Determine the number of lines in the data below that hold "const"; give nothing but that number.

:: Exercise data

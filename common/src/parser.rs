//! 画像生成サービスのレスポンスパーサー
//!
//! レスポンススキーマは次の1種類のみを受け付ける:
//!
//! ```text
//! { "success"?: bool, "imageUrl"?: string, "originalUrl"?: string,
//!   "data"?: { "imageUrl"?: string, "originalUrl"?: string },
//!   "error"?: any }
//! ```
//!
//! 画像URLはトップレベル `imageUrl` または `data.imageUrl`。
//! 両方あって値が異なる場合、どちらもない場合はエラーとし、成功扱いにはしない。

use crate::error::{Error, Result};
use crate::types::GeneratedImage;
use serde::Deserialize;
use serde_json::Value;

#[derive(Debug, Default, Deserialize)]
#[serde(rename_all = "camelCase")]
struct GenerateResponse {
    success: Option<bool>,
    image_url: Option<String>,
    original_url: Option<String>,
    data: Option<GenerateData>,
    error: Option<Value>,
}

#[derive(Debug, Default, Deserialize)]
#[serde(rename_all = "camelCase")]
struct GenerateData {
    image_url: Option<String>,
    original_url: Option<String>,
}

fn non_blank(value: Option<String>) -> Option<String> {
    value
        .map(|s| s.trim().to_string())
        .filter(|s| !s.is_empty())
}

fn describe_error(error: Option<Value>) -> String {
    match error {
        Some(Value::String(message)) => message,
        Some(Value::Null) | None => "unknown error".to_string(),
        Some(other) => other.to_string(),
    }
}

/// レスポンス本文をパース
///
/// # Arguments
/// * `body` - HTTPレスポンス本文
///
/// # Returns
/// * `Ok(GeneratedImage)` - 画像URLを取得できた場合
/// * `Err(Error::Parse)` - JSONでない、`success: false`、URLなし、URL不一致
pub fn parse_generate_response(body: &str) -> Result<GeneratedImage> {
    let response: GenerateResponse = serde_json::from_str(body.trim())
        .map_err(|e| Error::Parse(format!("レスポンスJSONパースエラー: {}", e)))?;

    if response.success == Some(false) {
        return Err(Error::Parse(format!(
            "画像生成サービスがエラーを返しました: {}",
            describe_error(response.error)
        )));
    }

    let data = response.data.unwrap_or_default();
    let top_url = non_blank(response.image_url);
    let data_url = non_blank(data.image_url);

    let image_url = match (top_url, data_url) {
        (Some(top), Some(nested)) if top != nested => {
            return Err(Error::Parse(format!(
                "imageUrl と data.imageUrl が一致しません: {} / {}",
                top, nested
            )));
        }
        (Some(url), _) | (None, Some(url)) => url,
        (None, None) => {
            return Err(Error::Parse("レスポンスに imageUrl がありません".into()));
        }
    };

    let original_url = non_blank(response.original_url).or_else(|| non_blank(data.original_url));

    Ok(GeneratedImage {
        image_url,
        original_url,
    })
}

::::
:: Exercise data

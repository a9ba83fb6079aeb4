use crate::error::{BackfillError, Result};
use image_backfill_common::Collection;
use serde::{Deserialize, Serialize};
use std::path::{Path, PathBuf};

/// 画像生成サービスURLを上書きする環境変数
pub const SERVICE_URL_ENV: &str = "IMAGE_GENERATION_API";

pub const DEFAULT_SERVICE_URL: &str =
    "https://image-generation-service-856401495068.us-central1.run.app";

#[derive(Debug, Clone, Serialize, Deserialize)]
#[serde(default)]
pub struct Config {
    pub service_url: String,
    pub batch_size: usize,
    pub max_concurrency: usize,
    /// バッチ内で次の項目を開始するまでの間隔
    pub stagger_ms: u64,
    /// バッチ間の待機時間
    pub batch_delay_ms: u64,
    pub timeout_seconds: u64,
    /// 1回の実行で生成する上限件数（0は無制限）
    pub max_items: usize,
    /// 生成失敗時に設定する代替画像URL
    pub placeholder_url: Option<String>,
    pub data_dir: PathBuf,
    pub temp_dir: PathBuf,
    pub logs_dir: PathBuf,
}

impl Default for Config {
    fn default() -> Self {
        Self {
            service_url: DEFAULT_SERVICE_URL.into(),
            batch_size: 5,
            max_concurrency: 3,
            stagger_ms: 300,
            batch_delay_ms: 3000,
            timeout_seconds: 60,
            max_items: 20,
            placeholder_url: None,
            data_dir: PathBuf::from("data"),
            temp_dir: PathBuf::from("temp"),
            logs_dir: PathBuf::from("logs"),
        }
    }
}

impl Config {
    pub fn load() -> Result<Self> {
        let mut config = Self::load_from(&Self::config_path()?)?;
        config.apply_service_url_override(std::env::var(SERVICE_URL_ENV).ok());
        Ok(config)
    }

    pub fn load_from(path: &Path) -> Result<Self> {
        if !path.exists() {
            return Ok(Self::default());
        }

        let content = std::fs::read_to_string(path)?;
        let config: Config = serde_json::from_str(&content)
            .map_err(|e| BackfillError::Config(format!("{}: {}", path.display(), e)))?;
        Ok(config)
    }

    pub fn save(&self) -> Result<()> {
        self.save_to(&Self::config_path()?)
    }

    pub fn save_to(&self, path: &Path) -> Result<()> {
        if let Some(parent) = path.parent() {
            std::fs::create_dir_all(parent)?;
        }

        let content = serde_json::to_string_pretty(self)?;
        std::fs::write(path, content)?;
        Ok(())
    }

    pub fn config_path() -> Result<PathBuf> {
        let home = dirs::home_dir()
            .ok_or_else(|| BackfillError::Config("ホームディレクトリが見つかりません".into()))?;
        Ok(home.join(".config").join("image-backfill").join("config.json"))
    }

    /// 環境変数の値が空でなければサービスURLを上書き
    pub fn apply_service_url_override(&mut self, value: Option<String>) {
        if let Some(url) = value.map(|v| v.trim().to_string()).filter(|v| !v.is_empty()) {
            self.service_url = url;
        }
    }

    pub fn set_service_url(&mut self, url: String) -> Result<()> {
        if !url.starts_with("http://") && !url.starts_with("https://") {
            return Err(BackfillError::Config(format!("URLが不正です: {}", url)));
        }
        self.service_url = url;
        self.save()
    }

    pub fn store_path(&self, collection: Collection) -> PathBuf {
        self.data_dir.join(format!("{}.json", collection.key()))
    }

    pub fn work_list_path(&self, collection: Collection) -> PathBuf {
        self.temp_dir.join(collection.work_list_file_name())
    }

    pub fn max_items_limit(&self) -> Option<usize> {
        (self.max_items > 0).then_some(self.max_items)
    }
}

::::

▶ _Task result_
2